Profound increase in sensitivity to glutamatergic- but not cholinergic agonist-induced seizures in transgenic mice with astrocyte production of IL-6
Article first published online: 23 MAY 2003
Copyright © 2003 Wiley-Liss, Inc.
Journal of Neuroscience Research
Volume 73, Issue 2, pages 176–187, 15 July 2003
How to Cite
Samland, H., Huitron-Resendiz, S., Masliah, E., Criado, J., Henriksen, S. J. and Campbell, I. L. (2003), Profound increase in sensitivity to glutamatergic- but not cholinergic agonist-induced seizures in transgenic mice with astrocyte production of IL-6. J. Neurosci.
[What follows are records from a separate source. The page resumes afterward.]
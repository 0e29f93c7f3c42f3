//! Recording a donation against a blood request.
//!
//! A donation touches three collections: a new [`Donation`] is appended, the
//! request loses one unit (closing when none are left) and the donor's
//! `last_donated_date` moves to now. All three are computed on one snapshot
//! and written in a single commit, so a reader never sees a partial donation.

use std::sync::Arc;

use blood_store::BloodStore;
use chrono::{DateTime, Utc};
use entities::{BloodRequest, Donation, User};
use tracing::{error, info, warn};
use uuid::Uuid;

use crate::compatibility::is_compatible;
use crate::eligibility::{is_donor_eligible, DonorProfile};
use crate::{MatchingError, MatchingResult};

/// Records donations against a store.
pub struct FulfillmentService<S> {
    store: Arc<S>,
}

impl<S> Clone for FulfillmentService<S> {
    fn clone(&self) -> Self {
        Self {
            store: Arc::clone(&self.store),
        }
    }
}

impl<S: BloodStore> FulfillmentService<S> {
    /// Creates a new fulfillment service.
    pub fn new(store: Arc<S>) -> Self {
        Self { store }
    }

    /// Records one unit donated by `donor_id` towards `request_id`, now.
    pub async fn record_donation(
        &self,
        donor_id: Uuid,
        request_id: Uuid,
    ) -> MatchingResult<Donation> {
        self.record_donation_at(donor_id, request_id, Utc::now()).await
    }

    /// Records one unit donated by `donor_id` towards `request_id` at `now`.
    ///
    /// The request and donor are re-read from the store, so a request closed
    /// since the caller listed it is rejected with
    /// [`MatchingError::RequestClosed`]. Nothing is written on any error.
    pub async fn record_donation_at(
        &self,
        donor_id: Uuid,
        request_id: Uuid,
        now: DateTime<Utc>,
    ) -> MatchingResult<Donation> {
        let mut snapshot = self.store.snapshot().await?;

        let request = snapshot
            .request(request_id)
            .ok_or_else(|| MatchingError::not_found("BloodRequest", request_id))?;
        let donor = snapshot
            .user(donor_id)
            .ok_or_else(|| MatchingError::not_found("User", donor_id))?;

        if !request.is_open() {
            warn!(%request_id, %donor_id, "Donation rejected, request already fulfilled");
            return Err(MatchingError::RequestClosed {
                id: request_id.to_string(),
            });
        }
        check_donor(donor, request, now)?;

        let donation = Donation::new(donor_id, request_id, now);
        snapshot.donations.push(donation.clone());

        let request = snapshot
            .request_mut(request_id)
            .ok_or_else(|| MatchingError::not_found("BloodRequest", request_id))?;
        let units_remaining = request.consume_unit();
        let request_status = request.status;

        let donor = snapshot
            .user_mut(donor_id)
            .ok_or_else(|| MatchingError::not_found("User", donor_id))?;
        donor.last_donated_date = Some(now);
        let donor = donor.clone();
        if snapshot
            .current_user
            .as_ref()
            .is_some_and(|u| u.id == donor_id)
        {
            snapshot.current_user = Some(donor);
        }

        if let Err(e) = self.store.commit(snapshot).await {
            if e.is_conflict() {
                warn!(%request_id, %donor_id, error = %e, "Donation lost a race with another write");
            } else {
                error!(%request_id, %donor_id, error = %e, "Failed to record donation");
            }
            return Err(e.into());
        }

        info!(
            donation_id = %donation.id,
            %donor_id,
            %request_id,
            units_remaining,
            status = request_status.as_str(),
            "Donation recorded"
        );
        Ok(donation)
    }
}

fn check_donor(donor: &User, request: &BloodRequest, now: DateTime<Utc>) -> MatchingResult<()> {
    if !donor.is_donor() {
        return Err(MatchingError::validation("Only donors can record donations"));
    }

    if !is_compatible(donor.blood_type, request.blood_type) {
        return Err(MatchingError::validation(format!(
            "{} blood cannot be given to a {} request",
            donor.blood_type, request.blood_type
        )));
    }

    let verdict = is_donor_eligible(&DonorProfile::from(donor), now);
    if let Some(reason) = verdict.reason {
        return Err(MatchingError::validation(format!("Donor is not eligible: {reason}")));
    }

    Ok(())
}
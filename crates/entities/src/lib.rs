//! Core entity definitions for the blood bank.
//!
//! This crate defines the records shared by every other crate in the
//! workspace: users (donors and receivers), blood requests, donations and the
//! ABO/Rh blood type they are all keyed on.

mod blood;
mod donation;
mod request;
mod user;

pub use blood::*;
pub use donation::*;
pub use request::*;
pub use user::*;
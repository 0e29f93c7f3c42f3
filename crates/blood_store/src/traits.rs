//! Blood store trait definitions.

use async_trait::async_trait;
use entities::{BloodRequest, Donation, User};
use serde::{Deserialize, Serialize};
use uuid::Uuid;

use crate::StoreResult;

/// Every collection in the store, read at one revision.
///
/// Transactional operations load a snapshot, mutate it in memory and hand it
/// back to [`BloodStore::commit`], which writes all collections together.
#[derive(Debug, Clone, Default, PartialEq, Serialize, Deserialize)]
#[serde(rename_all = "camelCase")]
pub struct StoreSnapshot {
    /// Registered users.
    #[serde(default)]
    pub users: Vec<User>,
    /// Blood requests, in creation order.
    #[serde(default, rename = "bloodRequests")]
    pub requests: Vec<BloodRequest>,
    /// Donations, in creation order.
    #[serde(default)]
    pub donations: Vec<Donation>,
    /// The logged-in user, if any.
    #[serde(default)]
    pub current_user: Option<User>,
    /// Incremented by every write.
    #[serde(default)]
    pub revision: u64,
}

impl StoreSnapshot {
    /// Finds a user by ID.
    pub fn user(&self, id: Uuid) -> Option<&User> {
        self.users.iter().find(|u| u.id == id)
    }

    /// Finds a user by ID for modification.
    pub fn user_mut(&mut self, id: Uuid) -> Option<&mut User> {
        self.users.iter_mut().find(|u| u.id == id)
    }

    /// Finds a user by email, ignoring case.
    pub fn user_by_email(&self, email: &str) -> Option<&User> {
        let email = email.trim().to_lowercase();
        self.users.iter().find(|u| u.email.to_lowercase() == email)
    }

    /// Finds a blood request by ID.
    pub fn request(&self, id: Uuid) -> Option<&BloodRequest> {
        self.requests.iter().find(|r| r.id == id)
    }

    /// Finds a blood request by ID for modification.
    pub fn request_mut(&mut self, id: Uuid) -> Option<&mut BloodRequest> {
        self.requests.iter_mut().find(|r| r.id == id)
    }
}

/// Trait for blood bank storage operations.
///
/// The per-collection `load_*`/`save_*` pairs mirror the key-value layout of
/// the store. Anything that must change more than one collection goes through
/// [`snapshot`](BloodStore::snapshot) and [`commit`](BloodStore::commit).
#[async_trait]
pub trait BloodStore: Send + Sync {
    // =========================================================================
    // Collections
    // =========================================================================

    /// Loads all users.
    async fn load_users(&self) -> StoreResult<Vec<User>>;

    /// Replaces all users.
    async fn save_users(&self, users: &[User]) -> StoreResult<()>;

    /// Loads all blood requests.
    async fn load_requests(&self) -> StoreResult<Vec<BloodRequest>>;

    /// Replaces all blood requests.
    async fn save_requests(&self, requests: &[BloodRequest]) -> StoreResult<()>;

    /// Loads all donations.
    async fn load_donations(&self) -> StoreResult<Vec<Donation>>;

    /// Replaces all donations.
    async fn save_donations(&self, donations: &[Donation]) -> StoreResult<()>;

    // =========================================================================
    // Session
    // =========================================================================

    /// Loads the logged-in user.
    async fn load_current_user(&self) -> StoreResult<Option<User>>;

    /// Sets or clears the logged-in user.
    async fn save_current_user(&self, user: Option<&User>) -> StoreResult<()>;

    // =========================================================================
    // Transactions
    // =========================================================================

    /// Reads every collection at a single revision.
    async fn snapshot(&self) -> StoreResult<StoreSnapshot>;

    /// Writes every collection of `snapshot` at once.
    ///
    /// Fails with [`StoreError::Conflict`](crate::StoreError::Conflict) and
    /// writes nothing if the store moved past `snapshot.revision`. Returns the
    /// new revision.
    async fn commit(&self, snapshot: StoreSnapshot) -> StoreResult<u64>;
}
//! `bloodbank` subcommands and their plain-text rendering.

use std::sync::Arc;

use auth::{AccountService, NewUser};
use blood_store::BloodStore;
use chrono::{DateTime, NaiveDate, NaiveTime, Utc};
use clap::{Args, Subcommand};
use entities::{BloodRequest, Gender, Seriousness, User, UserRole};
use matching::{
    dashboard::{donation_details, user_summary, Dashboard},
    find_compatible_requests, is_donor_eligible,
    requests::sort_by_urgency,
    DonorProfile, Eligibility, FulfillmentService, NewBloodRequest, RequestFilter,
    RequestService,
};
use uuid::Uuid;

use crate::error::{CliError, CliResult};

#[derive(Subcommand)]
pub enum Command {
    /// Register a new account and log in
    Signup(SignupArgs),
    /// Log in with email and password
    Login {
        #[arg(long)]
        email: String,
        #[arg(long)]
        password: String,
    },
    /// End the current session
    Logout,
    /// Show the logged-in user and their activity
    Whoami,
    /// Post a blood request (receivers)
    Request(RequestArgs),
    /// List blood requests
    Requests {
        #[arg(long, value_parser = parse_filter, default_value = "all")]
        filter: RequestFilter,
        /// Only blood types containing this text, e.g. `b` or `o-`
        #[arg(long)]
        blood_type: Option<String>,
        /// Most urgent first
        #[arg(long, default_value_t = false)]
        by_urgency: bool,
    },
    /// Check whether you can donate today (donors)
    Eligibility,
    /// Open requests you can donate to (donors)
    Matches,
    /// Donate one unit towards a request (donors)
    Donate {
        #[arg(long)]
        request: Uuid,
    },
    /// List your donations (donors)
    Donations,
    /// Shared statistics, urgent requests and recent activity
    Dashboard,
}

#[derive(Args)]
pub struct SignupArgs {
    #[arg(long)]
    name: String,
    #[arg(long)]
    email: String,
    #[arg(long)]
    password: String,
    #[arg(long)]
    confirm_password: String,
    #[arg(long)]
    age: u32,
    #[arg(long)]
    location: String,
    #[arg(long)]
    blood_type: String,
    /// donor or receiver
    #[arg(long, value_parser = parse_role)]
    role: UserRole,
    /// male, female or other
    #[arg(long, value_parser = parse_gender, default_value = "male")]
    gender: Gender,
    /// Date of your previous donation (YYYY-MM-DD)
    #[arg(long)]
    last_donated: Option<NaiveDate>,
    #[arg(long, default_value_t = false)]
    drunk: bool,
    #[arg(long, default_value_t = false)]
    smoker: bool,
}

#[derive(Args)]
pub struct RequestArgs {
    #[arg(long)]
    blood_type: String,
    /// Hospital area or city
    #[arg(long)]
    area: String,
    #[arg(long, default_value_t = 1)]
    units: u32,
    /// low, moderate or high
    #[arg(long, value_parser = parse_seriousness, default_value = "moderate")]
    seriousness: Seriousness,
}

fn parse_role(s: &str) -> Result<UserRole, String> {
    UserRole::parse(s).ok_or_else(|| format!("unknown role `{s}` (donor, receiver)"))
}

fn parse_gender(s: &str) -> Result<Gender, String> {
    Gender::parse(s).ok_or_else(|| format!("unknown gender `{s}` (male, female, other)"))
}

fn parse_seriousness(s: &str) -> Result<Seriousness, String> {
    Seriousness::parse(s)
        .ok_or_else(|| format!("unknown seriousness `{s}` (low, moderate, high)"))
}

fn parse_filter(s: &str) -> Result<RequestFilter, String> {
    RequestFilter::parse(s).ok_or_else(|| format!("unknown filter `{s}` (all, open, mine)"))
}

/// Runs one command against `store` and returns the text to print.
pub async fn execute<S: BloodStore>(
    command: Command,
    store: Arc<S>,
    now: DateTime<Utc>,
) -> CliResult<String> {
    let accounts = AccountService::new(Arc::clone(&store));

    match command {
        Command::Signup(args) => {
            let role = args.role;
            let new = NewUser {
                name: args.name,
                email: args.email,
                password: args.password,
                confirm_password: args.confirm_password,
                age: args.age,
                location: args.location,
                blood_type: args.blood_type,
                role,
                gender: args.gender,
                last_donated_date: args
                    .last_donated
                    .map(|date| date.and_time(NaiveTime::MIN).and_utc()),
                is_drunk: args.drunk,
                is_smoker: args.smoker,
            };
            let user = accounts.signup_at(new, now).await?;
            Ok(format!(
                "Welcome, {}! Registered as {} ({}).",
                user.name,
                role_label(user.role),
                user.blood_type
            ))
        }
        Command::Login { email, password } => {
            let user = accounts.login(&email, &password).await?;
            Ok(format!("Logged in as {} <{}>.", user.name, user.email))
        }
        Command::Logout => {
            accounts.logout().await?;
            Ok("Logged out.".to_string())
        }
        Command::Whoami => {
            let user = require_user(&accounts).await?;
            let snapshot = store.snapshot().await?;
            let summary = user_summary(&user, &snapshot.requests, &snapshot.donations, now);

            let mut lines = vec![
                format!("{} <{}>", user.name, user.email),
                format!(
                    "{} | {} | age {} | {}",
                    role_label(user.role),
                    user.blood_type,
                    user.age,
                    user.location
                ),
            ];
            if let Some(eligibility) = &summary.eligibility {
                lines.push(eligibility_line(eligibility));
            }
            if user.is_receiver() {
                lines.push(format!("Requests posted: {}", summary.requests.len()));
            } else {
                lines.push(format!("Donations made: {}", summary.donations.len()));
            }
            Ok(lines.join("\n"))
        }
        Command::Request(args) => {
            let user = require_role(&accounts, UserRole::Receiver).await?;
            let new = NewBloodRequest {
                blood_type: args.blood_type,
                hospital_area: args.area,
                units_needed: args.units,
                seriousness: args.seriousness,
            };
            let request = RequestService::new(store).create_request(user.id, new).await?;
            Ok(format!("Request posted.\n{}", request_line(&request)))
        }
        Command::Requests {
            filter,
            blood_type,
            by_urgency,
        } => {
            let viewer_id = match filter {
                RequestFilter::Mine => require_user(&accounts).await?.id,
                _ => accounts.current_user().await?.map_or_else(Uuid::nil, |u| u.id),
            };
            let requests = RequestService::new(store)
                .list_requests(filter, viewer_id, blood_type.as_deref())
                .await?;

            let mut listed: Vec<&BloodRequest> = requests.iter().collect();
            if by_urgency {
                sort_by_urgency(&mut listed);
            }
            Ok(render_requests(&listed))
        }
        Command::Eligibility => {
            let user = require_role(&accounts, UserRole::Donor).await?;
            Ok(eligibility_line(&is_donor_eligible(
                &DonorProfile::from(&user),
                now,
            )))
        }
        Command::Matches => {
            let user = require_role(&accounts, UserRole::Donor).await?;
            let requests = store.load_requests().await?;
            let matches = find_compatible_requests(&user, &requests);

            let mut lines = vec![eligibility_line(&is_donor_eligible(
                &DonorProfile::from(&user),
                now,
            ))];
            if matches.is_empty() {
                lines.push(format!(
                    "No open requests in {} match blood type {}.",
                    user.location, user.blood_type
                ));
            } else {
                lines.push(render_requests(&matches));
            }
            Ok(lines.join("\n"))
        }
        Command::Donate { request } => {
            let user = require_role(&accounts, UserRole::Donor).await?;
            let donation = FulfillmentService::new(Arc::clone(&store))
                .record_donation_at(user.id, request, now)
                .await?;

            let remaining = store
                .snapshot()
                .await?
                .request(request)
                .map(|r| r.units_needed)
                .unwrap_or_default();
            Ok(if remaining == 0 {
                format!("Donation {} recorded. Request fulfilled.", donation.id)
            } else {
                format!(
                    "Donation {} recorded. {remaining} unit(s) still needed.",
                    donation.id
                )
            })
        }
        Command::Donations => {
            let user = require_role(&accounts, UserRole::Donor).await?;
            let snapshot = store.snapshot().await?;
            let summary = user_summary(&user, &snapshot.requests, &snapshot.donations, now);

            if summary.donations.is_empty() {
                return Ok("No donations yet.".to_string());
            }
            let mut lines = vec![format!("Total donations: {}", summary.donations.len())];
            let details = donation_details(&snapshot.users, &snapshot.requests, &summary.donations);
            for details in &details {
                lines.push(format!(
                    "{}  {} blood donation to {}  {} unit(s)  {}",
                    details.donation.donation_date.format("%Y-%m-%d"),
                    details.blood_type,
                    details.requester_name,
                    details.donation.units_contributed,
                    details.location
                ));
            }
            Ok(lines.join("\n"))
        }
        Command::Dashboard => {
            let dashboard = Dashboard::load(store.as_ref()).await?;
            let stats = dashboard.stats;

            let mut lines = vec![
                format!("Total donations:      {}", stats.total_donations),
                format!("Open requests:        {}", stats.open_requests),
                format!("Registered donors:    {}", stats.registered_donors),
                format!("Registered receivers: {}", stats.registered_receivers),
                format!("Total users:          {}", stats.total_users),
                String::new(),
                "Urgent requests:".to_string(),
            ];
            if dashboard.urgent_requests.is_empty() {
                lines.push("  none".to_string());
            }
            for request in &dashboard.urgent_requests {
                lines.push(format!("  {}", request_line(request)));
            }
            lines.push(String::new());
            lines.push("Recent activity:".to_string());
            if dashboard.recent_activity.is_empty() {
                lines.push("  none".to_string());
            }
            for entry in &dashboard.recent_activity {
                lines.push(format!(
                    "  {} donated {} ({}) on {}",
                    entry.donor_name,
                    entry.blood_type,
                    entry.donation.units_contributed,
                    entry.donation.donation_date.format("%Y-%m-%d")
                ));
            }
            Ok(lines.join("\n"))
        }
    }
}

async fn require_user<S: BloodStore>(accounts: &AccountService<S>) -> CliResult<User> {
    accounts.current_user().await?.ok_or(CliError::NotLoggedIn)
}

async fn require_role<S: BloodStore>(
    accounts: &AccountService<S>,
    role: UserRole,
) -> CliResult<User> {
    let user = require_user(accounts).await?;
    if user.role != role {
        return Err(CliError::WrongRole(role_label(role)));
    }
    Ok(user)
}

fn role_label(role: UserRole) -> &'static str {
    match role {
        UserRole::Donor => "donor",
        UserRole::Receiver => "receiver",
    }
}

fn eligibility_line(eligibility: &Eligibility) -> String {
    if eligibility.eligible {
        return "Eligible to donate.".to_string();
    }
    let reason = eligibility
        .reason
        .as_ref()
        .map(ToString::to_string)
        .unwrap_or_default();
    match eligibility.days_until_eligible {
        Some(days) => format!("Not eligible: {reason} ({days} day(s) left)."),
        None => format!("Not eligible: {reason}."),
    }
}

fn request_line(request: &BloodRequest) -> String {
    format!(
        "{}  {:<3}  {} unit(s)  {:<8}  {:<8}  {}",
        request.id,
        request.blood_type.as_str(),
        request.units_needed,
        request.seriousness.as_str(),
        request.status.as_str(),
        request.hospital_area
    )
}

fn render_requests(requests: &[&BloodRequest]) -> String {
    if requests.is_empty() {
        return "No requests.".to_string();
    }
    requests
        .iter()
        .map(|r| request_line(r))
        .collect::<Vec<_>>()
        .join("\n")
}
Res., 73: 176–187. doi: 10.1002/jnr.10635
- Issue published online: 24 JUN 2003
- Article first published online: 23 MAY 2003
- Manuscript Accepted: 6 MAR 2003
- Manuscript Revised: 23 FEB 2003
- Manuscript Received: 12 SEP 2002
- NIH. Grant Numbers: MH50426, MH62261, DA12444, DA12065, MH59745, MH45294, MH62962
- glial fibrillary acidic protein;
- kainic acid
Transgenic mice with glial fibrillary acidic protein (GFAP) promoter driven-astrocyte production of the cytokines interleukin-6 (IL-6) and tumor necrosis factor (TNF) were used to determine whether the pre-existing production of these cytokines in vivo might modulate the sensitivity of neurons to excitotoxic agents. Low doses of kainic acid (5 mg/kg) that produced little or no behavioral or electroencephalogram (EEG) alterations in wild type or glial fibrillary acidic protein (GFAP)-TNF animals induced severe tonic-clonic seizures and death in GFAP-IL6 transgenic mice of 2 or 6 months of age. GFAP-IL6 mice were also significantly more sensitive to N-methyl-D-aspartate (NMDA)- but not pilocarpine-induced seizures. Kainic acid uptake in the brain of the GFAP-IL6 mice was higher in the cerebellum but not in other regions. Kainic acid binding in the brain of GFAP-IL6 mice had a similar distribution and density as wild type controls. In the hippocampus of GFAP-IL6 mice that survived low dose kainic acid, there was no change in the extent of either neurodegeneration or astrocytosis. Immunostaining revealed degenerative changes in gamma aminobutyric acid (GABA)- and parvalbumin-positive neurons in the hippocampus of 2-month-old GFAP-IL6 mice which progressed to the loss of these cells at 6 months of age. Thus, GFAP-IL6 but not GFAP-TNF mice showed markedly enhanced sensitivity to glutamatergic- but not cholinergic-induced seizures and lethality. This may relate, in part, to a compromise of inhibitory interneuron function. Therefore, pre-existing IL-6 production and inflammation in the central nervous system (CNS) not only causes spontaneous neurodegeneration but also synergizes with other neurotoxic insults to induce more severe acute functional neurological impairment. © 2003 Wiley-Liss, Inc.